* **EXERCISE PROMPT**
Go through the entries below and say how many lines hold the word "timeout". Nothing else is needed.

[Items from a dataset]
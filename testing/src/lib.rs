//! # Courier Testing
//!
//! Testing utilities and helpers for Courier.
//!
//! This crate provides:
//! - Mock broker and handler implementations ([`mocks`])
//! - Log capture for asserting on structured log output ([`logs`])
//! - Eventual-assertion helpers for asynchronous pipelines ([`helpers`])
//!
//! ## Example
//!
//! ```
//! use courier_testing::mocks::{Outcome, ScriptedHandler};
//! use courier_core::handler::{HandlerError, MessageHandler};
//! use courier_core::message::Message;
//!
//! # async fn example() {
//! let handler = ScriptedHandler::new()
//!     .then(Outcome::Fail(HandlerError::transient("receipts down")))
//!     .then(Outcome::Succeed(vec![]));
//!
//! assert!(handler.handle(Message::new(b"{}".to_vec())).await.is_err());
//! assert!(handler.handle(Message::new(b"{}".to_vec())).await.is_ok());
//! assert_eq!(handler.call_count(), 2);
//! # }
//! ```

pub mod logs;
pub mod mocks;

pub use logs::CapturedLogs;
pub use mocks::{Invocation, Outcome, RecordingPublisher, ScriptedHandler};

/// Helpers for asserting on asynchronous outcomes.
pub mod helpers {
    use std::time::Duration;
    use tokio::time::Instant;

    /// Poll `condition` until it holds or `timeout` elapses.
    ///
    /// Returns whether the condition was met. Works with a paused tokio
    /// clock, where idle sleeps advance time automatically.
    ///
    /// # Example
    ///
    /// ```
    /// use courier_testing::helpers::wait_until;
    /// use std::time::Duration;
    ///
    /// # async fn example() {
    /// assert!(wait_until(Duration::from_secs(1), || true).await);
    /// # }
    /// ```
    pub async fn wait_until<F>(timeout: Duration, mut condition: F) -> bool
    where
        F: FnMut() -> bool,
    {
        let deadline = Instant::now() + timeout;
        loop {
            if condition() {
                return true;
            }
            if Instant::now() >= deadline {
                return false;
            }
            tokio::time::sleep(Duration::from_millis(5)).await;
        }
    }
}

* **EXERCISE ANSWER**
3